Мгновенное изменение темы разговора застало Розу врасплох и заставило потерять нить его рассуждений. Но когда она уловила связь и поняла, что это вопрос на засыпку, то просто проигнорировала его.
– Что и требовалось доказать! Вы действительно подозреваете, что я и Блайс действуем заодно? У меня доступ, а у него – злость на вас. Все сходится! Ну, если вы можете поверить в такое, тогда сможете поверить во что угодно… монсеньор Сент-Ги! – заявила Роза в гневе и выскочила из комнаты, будучи слишком гордой и сердитой, чтобы обсуждать его молчание относительно Сильвии. Громкий хлопок дверью у себя за спиной она поняла как полный разрыв между ними.
Позже Роза уловила еще одну связь и ощутила, как место гнева в душе заняла щемящая боль, нахлынувшая с неожиданной силой.

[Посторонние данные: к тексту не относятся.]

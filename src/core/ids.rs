//! Owner and group name resolution.
//!
//! Lookups go through a [UsersCache] so a directory with many entries owned by the same
//! user only hits the passwd/group databases once. A miss is not an error: the decimal id
//! is displayed instead.

use users::{Groups, Users, UsersCache};

pub struct IdResolver {
    cache: UsersCache,
}

impl IdResolver {
    pub fn new() -> Self {
        Self {
            cache: UsersCache::new(),
        }
    }

    /// Name for `uid`, or the uid itself when no passwd entry exists.
    pub fn owner_name(&self, uid: u32) -> String {
        self.cache
            .get_user_by_uid(uid)
            .map(|user| user.name().to_string_lossy().into_owned())
            .unwrap_or_else(|| uid.to_string())
    }

    /// Name for `gid`, or the gid itself when no group entry exists.
    pub fn group_name(&self, gid: u32) -> String {
        self.cache
            .get_group_by_gid(gid)
            .map(|group| group.name().to_string_lossy().into_owned())
            .unwrap_or_else(|| gid.to_string())
    }
}

impl Default for IdResolver {
    fn default() -> Self {
        Self::new()
    }
}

«Дайте только завершиться с успехом некоторым переговорам… и имение может быть спасено». Это как будто говорило о его надежде на поддержку, обещание помощи, денег извне. Денег Флор Мичелет, несомненно. Нет, не в виде займа и не как акт щедрости гибнущему бизнесу, но богатства Флор, которые она принесет с собой в качестве приданого новой хозяйки шато… как невеста Сент-Ги.
На следующее утро для Розы было два письма.
Одно с вензелем Сент-Ги, короткая дружеская записка от мадам. Ее внезапно вызвали в Авиньон к одному из старых друзей, возможно находящемуся на смертном одре. Следовательно, на непродолжительное время для Розы не будет работы в шато. Пребывание мадам в Авиньоне нельзя определить конкретным сроком, но когда она вернется, то вновь надеется на помощь Розы. В конверт был вложен чек на причитающуюся Розе сумму на момент отправки письма. Записка заканчивалась: «Благодарная Вам…»
Это был не столь уж существенный бальзам на душевные раны девушки, но все-таки… По крайней мере, чек, выписанный и подписанный Сент-Ги, не включал в себя сумму расчетов при увольнении, и Роза уверовала: мадам надеялась – Роза прочтет между строк, что она не считает ее виновной и своим отъездом из шато как бы предоставляет шанс пролить свет на это мерзкое дело.
«Дорогая мадам! – подумала Роза. – Дорогая мадам… тот, кто проникнут до мозга костей духом и значением высокопарного утверждения «происхождение обязывает» и кто не понимает, что такое оскорбленная гордость и любовь, не имеющая будущего, уже сделал шато необитаемой землей. Я поклялась себе, что никогда впредь не появлюсь там по доброй воле».
Другое письмо пришло авиапочтой и было от танти Элси. Когда Роза прочла его, то показала оба послания Сильвии.
Минувшей ночью она пересказала Сильвии самую суть бурного объяснения с Сент-Ги, так что сестра поняла истинную подоплеку письма мадам: сгладить резкость обвинений сына в адрес Розы. Единственным комментарием стало негодующее: «Так я и думала! Да как они осмелились!» Но письмо из Южной Африки Сильвия прочла самым тщательным образом и взглянула на Розу.